Exercise>
In the data, find the word "assert" and copy out every line that has it.

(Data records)
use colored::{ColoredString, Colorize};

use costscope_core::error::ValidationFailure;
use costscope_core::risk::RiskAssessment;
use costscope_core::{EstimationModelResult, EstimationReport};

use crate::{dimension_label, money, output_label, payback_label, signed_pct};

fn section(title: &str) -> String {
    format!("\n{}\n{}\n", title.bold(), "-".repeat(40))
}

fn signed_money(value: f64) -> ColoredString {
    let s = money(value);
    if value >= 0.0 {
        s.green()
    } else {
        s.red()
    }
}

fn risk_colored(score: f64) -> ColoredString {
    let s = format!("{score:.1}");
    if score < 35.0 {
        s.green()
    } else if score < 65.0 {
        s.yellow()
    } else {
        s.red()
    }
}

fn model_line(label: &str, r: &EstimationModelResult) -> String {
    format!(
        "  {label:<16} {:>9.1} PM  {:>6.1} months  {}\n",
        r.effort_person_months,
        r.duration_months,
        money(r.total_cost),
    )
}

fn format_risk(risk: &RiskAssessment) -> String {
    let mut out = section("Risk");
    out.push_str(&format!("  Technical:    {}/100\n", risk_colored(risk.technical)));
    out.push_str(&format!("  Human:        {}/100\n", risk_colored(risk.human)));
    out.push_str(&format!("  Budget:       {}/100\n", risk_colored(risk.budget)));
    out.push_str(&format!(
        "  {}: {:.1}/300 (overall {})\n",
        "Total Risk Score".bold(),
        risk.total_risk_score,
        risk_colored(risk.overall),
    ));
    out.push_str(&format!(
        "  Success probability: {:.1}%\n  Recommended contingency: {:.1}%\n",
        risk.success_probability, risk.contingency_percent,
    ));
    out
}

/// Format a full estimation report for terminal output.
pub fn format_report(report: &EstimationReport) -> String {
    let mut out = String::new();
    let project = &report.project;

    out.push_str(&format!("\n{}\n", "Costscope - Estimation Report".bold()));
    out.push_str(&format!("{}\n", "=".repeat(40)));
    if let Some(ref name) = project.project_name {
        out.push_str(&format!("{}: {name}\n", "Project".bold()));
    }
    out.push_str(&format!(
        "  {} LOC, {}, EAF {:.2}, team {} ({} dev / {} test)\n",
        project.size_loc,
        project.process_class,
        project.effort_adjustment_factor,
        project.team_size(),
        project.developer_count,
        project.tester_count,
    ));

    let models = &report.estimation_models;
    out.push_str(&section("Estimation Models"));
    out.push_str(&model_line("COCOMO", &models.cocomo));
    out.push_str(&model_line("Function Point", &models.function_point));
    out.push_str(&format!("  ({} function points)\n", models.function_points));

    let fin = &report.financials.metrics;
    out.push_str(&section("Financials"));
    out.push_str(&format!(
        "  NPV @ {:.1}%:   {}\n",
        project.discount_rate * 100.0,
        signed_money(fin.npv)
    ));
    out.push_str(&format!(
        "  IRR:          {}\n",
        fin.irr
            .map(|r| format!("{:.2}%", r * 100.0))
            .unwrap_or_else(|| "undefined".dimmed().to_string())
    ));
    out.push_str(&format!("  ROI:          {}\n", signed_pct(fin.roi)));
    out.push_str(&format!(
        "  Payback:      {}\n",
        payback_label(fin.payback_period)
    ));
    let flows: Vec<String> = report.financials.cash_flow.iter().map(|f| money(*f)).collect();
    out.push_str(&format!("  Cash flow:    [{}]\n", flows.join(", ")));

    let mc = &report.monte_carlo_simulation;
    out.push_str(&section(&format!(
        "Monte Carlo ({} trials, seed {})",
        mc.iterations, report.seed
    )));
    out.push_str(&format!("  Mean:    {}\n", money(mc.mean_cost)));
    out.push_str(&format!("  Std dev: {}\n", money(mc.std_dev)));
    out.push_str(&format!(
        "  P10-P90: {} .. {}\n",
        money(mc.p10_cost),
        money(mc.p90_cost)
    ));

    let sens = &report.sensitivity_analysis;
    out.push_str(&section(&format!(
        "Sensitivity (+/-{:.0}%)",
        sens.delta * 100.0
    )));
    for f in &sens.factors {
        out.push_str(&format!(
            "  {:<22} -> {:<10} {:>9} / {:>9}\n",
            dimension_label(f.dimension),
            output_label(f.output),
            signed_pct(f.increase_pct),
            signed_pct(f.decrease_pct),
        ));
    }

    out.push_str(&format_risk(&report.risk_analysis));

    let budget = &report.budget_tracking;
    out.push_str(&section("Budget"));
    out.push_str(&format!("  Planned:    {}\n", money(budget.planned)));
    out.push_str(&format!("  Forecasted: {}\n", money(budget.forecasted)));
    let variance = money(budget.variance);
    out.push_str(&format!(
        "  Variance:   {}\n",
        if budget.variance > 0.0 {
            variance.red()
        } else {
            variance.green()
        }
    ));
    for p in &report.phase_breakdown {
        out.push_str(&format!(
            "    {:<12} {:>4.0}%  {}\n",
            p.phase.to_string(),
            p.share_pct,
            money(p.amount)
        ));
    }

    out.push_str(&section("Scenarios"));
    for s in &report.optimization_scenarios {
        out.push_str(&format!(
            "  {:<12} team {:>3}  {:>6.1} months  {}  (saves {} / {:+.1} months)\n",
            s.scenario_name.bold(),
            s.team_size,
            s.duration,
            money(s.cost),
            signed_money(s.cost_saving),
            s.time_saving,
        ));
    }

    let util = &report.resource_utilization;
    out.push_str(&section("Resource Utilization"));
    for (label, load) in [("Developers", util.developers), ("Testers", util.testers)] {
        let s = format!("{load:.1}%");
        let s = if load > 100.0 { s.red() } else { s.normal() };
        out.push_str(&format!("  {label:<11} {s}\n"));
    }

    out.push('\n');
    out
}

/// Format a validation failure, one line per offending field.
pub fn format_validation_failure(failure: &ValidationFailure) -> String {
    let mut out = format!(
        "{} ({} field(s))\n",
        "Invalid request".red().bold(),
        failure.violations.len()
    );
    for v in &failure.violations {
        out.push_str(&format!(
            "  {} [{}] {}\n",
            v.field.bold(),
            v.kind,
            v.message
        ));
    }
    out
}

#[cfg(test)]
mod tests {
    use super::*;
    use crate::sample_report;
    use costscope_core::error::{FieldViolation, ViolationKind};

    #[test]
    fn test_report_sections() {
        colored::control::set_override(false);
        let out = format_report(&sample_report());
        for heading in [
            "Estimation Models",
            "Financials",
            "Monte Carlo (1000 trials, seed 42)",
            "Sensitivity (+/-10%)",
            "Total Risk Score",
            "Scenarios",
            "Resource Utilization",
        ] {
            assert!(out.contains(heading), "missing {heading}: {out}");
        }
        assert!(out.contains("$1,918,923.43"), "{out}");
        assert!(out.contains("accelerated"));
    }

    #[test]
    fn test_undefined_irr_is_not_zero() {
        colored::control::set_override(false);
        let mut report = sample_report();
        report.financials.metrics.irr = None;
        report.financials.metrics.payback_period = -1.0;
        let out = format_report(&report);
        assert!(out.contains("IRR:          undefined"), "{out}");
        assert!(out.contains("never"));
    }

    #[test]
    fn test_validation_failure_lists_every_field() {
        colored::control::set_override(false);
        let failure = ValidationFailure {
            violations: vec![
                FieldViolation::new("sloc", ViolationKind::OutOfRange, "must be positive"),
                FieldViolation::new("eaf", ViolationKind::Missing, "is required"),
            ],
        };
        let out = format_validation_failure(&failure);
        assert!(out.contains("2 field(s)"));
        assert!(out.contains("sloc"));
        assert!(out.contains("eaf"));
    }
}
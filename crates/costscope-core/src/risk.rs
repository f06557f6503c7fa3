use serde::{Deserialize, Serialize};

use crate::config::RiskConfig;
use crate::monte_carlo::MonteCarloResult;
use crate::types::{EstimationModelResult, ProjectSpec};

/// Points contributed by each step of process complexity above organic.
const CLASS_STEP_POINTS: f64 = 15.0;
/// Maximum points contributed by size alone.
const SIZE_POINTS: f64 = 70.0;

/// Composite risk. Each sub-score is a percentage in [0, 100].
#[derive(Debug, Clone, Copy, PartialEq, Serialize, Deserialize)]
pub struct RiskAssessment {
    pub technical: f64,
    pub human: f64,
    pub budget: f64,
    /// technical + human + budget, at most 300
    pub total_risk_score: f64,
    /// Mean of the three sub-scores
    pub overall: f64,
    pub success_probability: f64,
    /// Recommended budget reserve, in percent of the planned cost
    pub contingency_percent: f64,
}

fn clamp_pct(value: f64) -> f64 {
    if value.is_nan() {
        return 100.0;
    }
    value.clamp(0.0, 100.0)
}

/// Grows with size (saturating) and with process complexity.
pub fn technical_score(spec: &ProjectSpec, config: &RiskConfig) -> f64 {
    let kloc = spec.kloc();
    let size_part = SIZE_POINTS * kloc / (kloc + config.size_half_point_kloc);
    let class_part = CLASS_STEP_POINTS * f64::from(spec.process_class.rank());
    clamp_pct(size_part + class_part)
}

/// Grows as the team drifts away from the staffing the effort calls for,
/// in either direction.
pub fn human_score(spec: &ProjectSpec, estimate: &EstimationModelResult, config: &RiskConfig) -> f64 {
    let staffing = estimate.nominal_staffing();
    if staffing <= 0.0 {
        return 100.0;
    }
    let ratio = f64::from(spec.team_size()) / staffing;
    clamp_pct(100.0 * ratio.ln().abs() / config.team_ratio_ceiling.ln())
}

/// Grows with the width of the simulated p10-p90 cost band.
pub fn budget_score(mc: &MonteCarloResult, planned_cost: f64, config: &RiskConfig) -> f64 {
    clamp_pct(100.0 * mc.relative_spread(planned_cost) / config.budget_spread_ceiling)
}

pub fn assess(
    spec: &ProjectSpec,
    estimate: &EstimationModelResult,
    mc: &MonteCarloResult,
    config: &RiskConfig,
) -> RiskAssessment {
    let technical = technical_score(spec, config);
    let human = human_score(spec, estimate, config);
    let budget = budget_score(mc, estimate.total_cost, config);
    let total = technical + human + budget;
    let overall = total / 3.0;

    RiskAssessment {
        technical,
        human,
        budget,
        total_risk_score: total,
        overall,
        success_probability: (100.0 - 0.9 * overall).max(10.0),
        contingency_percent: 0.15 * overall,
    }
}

Expected answer>
            assert!(out.contains(heading), "missing {heading}: {out}");
        assert!(out.contains("$1,918,923.43"), "{out}");
        assert!(out.contains("accelerated"));
        assert!(out.contains("IRR:          undefined"), "{out}");
        assert!(out.contains("never"));
        assert!(out.contains("2 field(s)"));
        assert!(out.contains("sloc"));
        assert!(out.contains("eaf"));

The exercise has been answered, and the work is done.